Which lines in the listing below contain the word "SystemState"? Copy each one.

RECORDS SHOWN:
────────
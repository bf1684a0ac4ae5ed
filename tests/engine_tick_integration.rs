//! Engine tick integration tests: scenario input, engine systems, audio
//! commands, feedback and movement running together in one schedule.

use std::sync::{Arc, Mutex};

use bevy_ecs::observer::On;
use bevy_ecs::prelude::*;
use bevy_ecs::system::SystemState;

use gearsound::components::enginestate::{EngineState, EngineStateMachine};
use gearsound::components::enginevoice::EngineVoice;
use gearsound::components::gear::Gear;
use gearsound::components::soundbinding::SoundBinding;
use gearsound::components::vehiclecontrols::VehicleControls;
use gearsound::components::vehicletransform::VehicleTransform;
use gearsound::events::audio::{AudioCmd, AudioMessage};
use gearsound::events::engine::{
    CueFinishedEvent, EngineStartRejectedEvent, EngineStateChangedEvent,
};
use gearsound::game::{build_schedule, register_observers, spawn_vehicle};
use gearsound::resources::audio::init_audio_messages;
use gearsound::resources::scenario::{Scenario, ScenarioAction, ScenarioPlayer};
use gearsound::resources::vehicleconfig::VehicleConfig;
use gearsound::resources::worldtime::WorldTime;
use gearsound::systems::time::update_world_time;

const STEP: f32 = 0.1;
const EPSILON: f32 = 1e-3;

fn approx_eq(a: f32, b: f32) -> bool {
    (a - b).abs() < EPSILON
}

fn binding() -> SoundBinding {
    SoundBinding::new()
        .with_loop(Gear::Neutral, "idle.ogg")
        .with_loop(Gear::First, "gear1.ogg")
        .with_loop(Gear::Second, "gear2.ogg")
        .with_loop(Gear::Reverse, "reverse.ogg")
        .with_start("start.wav")
        .with_stop("stop.wav")
}

fn config(gear: Gear, running: bool) -> VehicleConfig {
    let mut config = VehicleConfig::new();
    config.initial_gear = gear;
    config.engine_running = running;
    config.sounds = binding();
    config
}

/// World with one vehicle, the full schedule and a reader that collects every
/// [`AudioCmd`] written so far.
struct Sim {
    world: World,
    schedule: Schedule,
    cmds: SystemState<MessageReader<'static, 'static, AudioCmd>>,
    heard: Vec<AudioCmd>,
    vehicle: Entity,
}

impl Sim {
    fn new(config: &VehicleConfig, steps: Vec<ScenarioAction>) -> Self {
        let mut world = World::new();
        world.insert_resource(WorldTime::default());
        init_audio_messages(&mut world);
        world.insert_resource(ScenarioPlayer::new(Scenario { steps }));
        register_observers(&mut world);
        let cmds = SystemState::new(&mut world);
        let vehicle = spawn_vehicle(&mut world, config).unwrap();
        Sim {
            world,
            schedule: build_schedule(),
            cmds,
            heard: Vec::new(),
            vehicle,
        }
    }

    fn step(&mut self) {
        update_world_time(&mut self.world, STEP);
        self.schedule.run(&mut self.world);
        self.world.clear_trackers();
        // messages only live for two updates
        self.collect_cmds();
    }

    fn collect_cmds(&mut self) {
        let mut reader = self.cmds.get_mut(&mut self.world);
        self.heard.extend(reader.read().cloned());
    }

    fn run(&mut self, frames: usize) {
        for _ in 0..frames {
            self.step();
        }
    }

    fn drain_cmds(&mut self) -> Vec<AudioCmd> {
        self.collect_cmds();
        std::mem::take(&mut self.heard)
    }

    /// Playback commands only, skipping asset loads.
    fn drain_playback(&mut self) -> Vec<AudioCmd> {
        self.drain_cmds()
            .into_iter()
            .filter(|c| {
                !matches!(
                    c,
                    AudioCmd::LoadLoop { .. } | AudioCmd::LoadOneShot { .. }
                )
            })
            .collect()
    }

    fn voice_id(&self) -> u64 {
        self.vehicle.to_bits()
    }

    fn engine(&self) -> &EngineStateMachine {
        self.world.get::<EngineStateMachine>(self.vehicle).unwrap()
    }

    fn transform(&self) -> VehicleTransform {
        *self.world.get::<VehicleTransform>(self.vehicle).unwrap()
    }

    fn send_feedback(&mut self, msg: AudioMessage) {
        self.world.resource_mut::<Messages<AudioMessage>>().write(msg);
    }
}

fn one_shot(voice: u64, id: &str) -> AudioCmd {
    AudioCmd::PlayOneShot {
        voice,
        id: id.to_string(),
    }
}

fn set_loop(voice: u64, id: &str) -> AudioCmd {
    AudioCmd::SetLoop {
        voice,
        id: id.to_string(),
    }
}

// ==================== SPAWN ====================

#[test]
fn spawn_queues_each_distinct_cue_load_once() {
    let mut config = config(Gear::Neutral, false);
    config.sounds = binding().with_loop(Gear::Third, "gear2.ogg");
    let mut sim = Sim::new(&config, vec![]);

    let cmds = sim.drain_cmds();
    let loops: Vec<_> = cmds
        .iter()
        .filter_map(|c| match c {
            AudioCmd::LoadLoop { id, path } => {
                assert_eq!(id, path);
                Some(id.as_str())
            }
            _ => None,
        })
        .collect();
    let shots = cmds
        .iter()
        .filter(|c| matches!(c, AudioCmd::LoadOneShot { .. }))
        .count();

    assert_eq!(loops.len(), 4);
    assert_eq!(loops.iter().filter(|id| **id == "gear2.ogg").count(), 1);
    assert_eq!(shots, 2);
}

#[test]
fn spawn_rejects_blank_cue() {
    let mut world = World::new();
    init_audio_messages(&mut world);
    let mut config = config(Gear::Neutral, false);
    config.sounds = binding().with_stop("");
    assert!(spawn_vehicle(&mut world, &config).is_err());
}

// ==================== SCENARIOS ====================

#[test]
fn scenario_drive_emits_cues_in_order() {
    let steps = vec![
        ScenarioAction::Gear { gear: Gear::Neutral },
        ScenarioAction::Engine { on: true },
        ScenarioAction::Gear { gear: Gear::First },
        ScenarioAction::Gear { gear: Gear::Second },
        ScenarioAction::Engine { on: false },
    ];
    let mut sim = Sim::new(&config(Gear::Neutral, false), steps);
    let v = sim.voice_id();
    sim.drain_cmds();

    sim.run(6);

    assert_eq!(
        sim.drain_playback(),
        vec![
            one_shot(v, "start.wav"),
            set_loop(v, "idle.ogg"),
            set_loop(v, "gear1.ogg"),
            set_loop(v, "gear2.ogg"),
            AudioCmd::StopLoop { voice: v },
            one_shot(v, "stop.wav"),
        ]
    );
    assert!(!sim.engine().is_running());
    assert!(sim.world.resource::<ScenarioPlayer>().is_finished());
}

#[test]
fn scenario_start_in_gear_is_rejected_and_reverted() {
    let rejected = Arc::new(Mutex::new(Vec::new()));
    let sink = rejected.clone();

    let steps = vec![
        ScenarioAction::Gear { gear: Gear::First },
        ScenarioAction::Engine { on: true },
    ];
    let mut sim = Sim::new(&config(Gear::Neutral, false), steps);
    sim.world
        .add_observer(move |trigger: On<EngineStartRejectedEvent>| {
            sink.lock().unwrap().push(trigger.event().gear);
        });
    sim.world.flush();
    sim.drain_cmds();

    sim.run(3);

    assert!(sim.drain_playback().is_empty());
    assert!(!sim.engine().is_running());
    assert_eq!(*rejected.lock().unwrap(), vec![Gear::First]);
    let controls = sim.world.get::<VehicleControls>(sim.vehicle).unwrap();
    assert!(!controls.request.engine_on);
}

#[test]
fn state_change_events_follow_the_drive() {
    let seen = Arc::new(Mutex::new(Vec::new()));
    let sink = seen.clone();

    let steps = vec![
        ScenarioAction::Engine { on: true },
        ScenarioAction::Wait { frames: 2 },
        ScenarioAction::Gear { gear: Gear::First },
        ScenarioAction::Engine { on: false },
    ];
    let mut sim = Sim::new(&config(Gear::Neutral, false), steps);
    sim.world
        .add_observer(move |trigger: On<EngineStateChangedEvent>| {
            let e = trigger.event();
            sink.lock().unwrap().push((e.state, e.gear, e.shifted_from));
        });
    sim.world.flush();

    sim.run(8);

    assert_eq!(
        *seen.lock().unwrap(),
        vec![
            (EngineState::Running, Gear::Neutral, None),
            (EngineState::Running, Gear::First, Some(Gear::Neutral)),
            (EngineState::Stopped, Gear::First, None),
        ]
    );
}

#[test]
fn engine_created_running_syncs_loop_without_start_cue() {
    let mut sim = Sim::new(&config(Gear::First, true), vec![]);
    let v = sim.voice_id();
    sim.drain_cmds();

    sim.run(5);

    assert_eq!(sim.drain_playback(), vec![set_loop(v, "gear1.ogg")]);
    assert!(sim.engine().is_running());
}

// ==================== AUDIO FEEDBACK ====================

#[test]
fn loop_feedback_updates_voice() {
    let mut sim = Sim::new(
        &config(Gear::Neutral, false),
        vec![ScenarioAction::Engine { on: true }],
    );
    let v = sim.voice_id();
    sim.run(1);
    assert!(
        sim.world
            .get::<EngineVoice>(sim.vehicle)
            .unwrap()
            .is_loop_active("idle.ogg")
    );

    sim.send_feedback(AudioMessage::LoopStopped {
        voice: v,
        id: "idle.ogg".into(),
    });
    sim.run(1);

    let voice = sim.world.get::<EngineVoice>(sim.vehicle).unwrap();
    assert_eq!(voice.active.as_deref(), Some("idle.ogg"));
    assert!(!voice.playing);
}

#[test]
fn stale_loop_feedback_is_ignored() {
    let mut sim = Sim::new(&config(Gear::Neutral, true), vec![]);
    let v = sim.voice_id();
    sim.run(1);

    sim.send_feedback(AudioMessage::LoopStopped {
        voice: v,
        id: "gear1.ogg".into(),
    });
    sim.run(1);

    assert!(
        sim.world
            .get::<EngineVoice>(sim.vehicle)
            .unwrap()
            .is_loop_active("idle.ogg")
    );
}

#[test]
fn finished_one_shot_triggers_event() {
    let finished = Arc::new(Mutex::new(Vec::new()));
    let sink = finished.clone();

    let mut sim = Sim::new(&config(Gear::Neutral, false), vec![]);
    sim.world.add_observer(move |trigger: On<CueFinishedEvent>| {
        let e = trigger.event();
        sink.lock().unwrap().push((e.entity, e.cue.clone()));
    });
    sim.world.flush();
    let v = sim.voice_id();

    sim.send_feedback(AudioMessage::OneShotFinished {
        voice: v,
        id: "start.wav".into(),
    });
    sim.send_feedback(AudioMessage::OneShotFinished {
        voice: v.wrapping_add(1),
        id: "start.wav".into(),
    });
    sim.run(2);

    assert_eq!(
        *finished.lock().unwrap(),
        vec![(sim.vehicle, "start.wav".to_string())]
    );
}

// ==================== MOVEMENT ====================

#[test]
fn running_vehicle_moves_along_heading() {
    let mut sim = Sim::new(&config(Gear::First, true), vec![]);

    sim.run(10);

    let t = sim.transform();
    assert!(approx_eq(t.x, 0.0));
    assert!(approx_eq(t.z, 10.0 * STEP));
    assert!(approx_eq(sim.world.resource::<WorldTime>().elapsed, 10.0 * STEP));
}

#[test]
fn reverse_moves_backwards() {
    let mut sim = Sim::new(&config(Gear::Reverse, true), vec![]);

    sim.run(5);

    assert!(approx_eq(sim.transform().z, -5.0 * STEP));
}

#[test]
fn stopped_vehicle_does_not_move_or_turn() {
    let steps = vec![
        ScenarioAction::Gear { gear: Gear::Second },
        ScenarioAction::Steer { amount: 1.0 },
    ];
    let mut sim = Sim::new(&config(Gear::Neutral, false), steps);

    sim.run(10);

    assert_eq!(sim.transform(), VehicleTransform::default());
}

#[test]
fn neutral_turns_in_place() {
    let steps = vec![ScenarioAction::Steer { amount: 1.0 }];
    let mut config = config(Gear::Neutral, true);
    config.yaw_rate = 90.0;
    let mut sim = Sim::new(&config, steps);

    sim.run(2);

    let t = sim.transform();
    // the steer action lands in frame 1, before movement runs
    assert!(approx_eq(t.yaw_degrees, 2.0 * 90.0 * STEP));
    assert!(approx_eq(t.x, 0.0));
    assert!(approx_eq(t.z, 0.0));
}

#[test]
fn speed_scale_multiplies_gear_speed() {
    let mut config = config(Gear::Second, true);
    config.speed_scale = 3.0;
    let mut sim = Sim::new(&config, vec![]);

    sim.run(4);

    assert!(approx_eq(sim.transform().z, 2.0 * 3.0 * 4.0 * STEP));
}

// ==================== BUNDLED DEMO FILES ====================

#[test]
fn bundled_demo_drive_runs_to_completion() {
    let dir = std::path::Path::new(env!("CARGO_MANIFEST_DIR")).join("demos");
    let mut config = VehicleConfig::with_path(dir.join("config.ini"));
    config.load_from_file().unwrap();
    let scenario = Scenario::load(dir.join("drive.json")).unwrap();

    let mut sim = Sim::new(&config, scenario.steps);
    let v = sim.voice_id();
    sim.drain_cmds();
    for _ in 0..config.max_frames {
        sim.step();
        if sim.world.resource::<ScenarioPlayer>().is_finished() {
            break;
        }
    }

    let cmds = sim.drain_playback();
    assert!(sim.world.resource::<ScenarioPlayer>().is_finished());
    assert!(!sim.engine().is_running());
    assert_eq!(sim.engine().current_gear(), Gear::Reverse);
    // the first start attempt in first gear is refused silently
    assert_eq!(cmds.first(), Some(&one_shot(v, "assets/audio/engine_start.wav")));
    assert_eq!(
        cmds.last(),
        Some(&one_shot(v, "assets/audio/engine_stop.wav"))
    );
    let loops = cmds
        .iter()
        .filter(|c| matches!(c, AudioCmd::SetLoop { .. }))
        .count();
    // neutral, four upshifts, reverse
    assert_eq!(loops, 6);
}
────────
SOLUTION TO THE EXERCISE:
use bevy_ecs::system::SystemState;
    cmds: SystemState<MessageReader<'static, 'static, AudioCmd>>,
        let cmds = SystemState::new(&mut world);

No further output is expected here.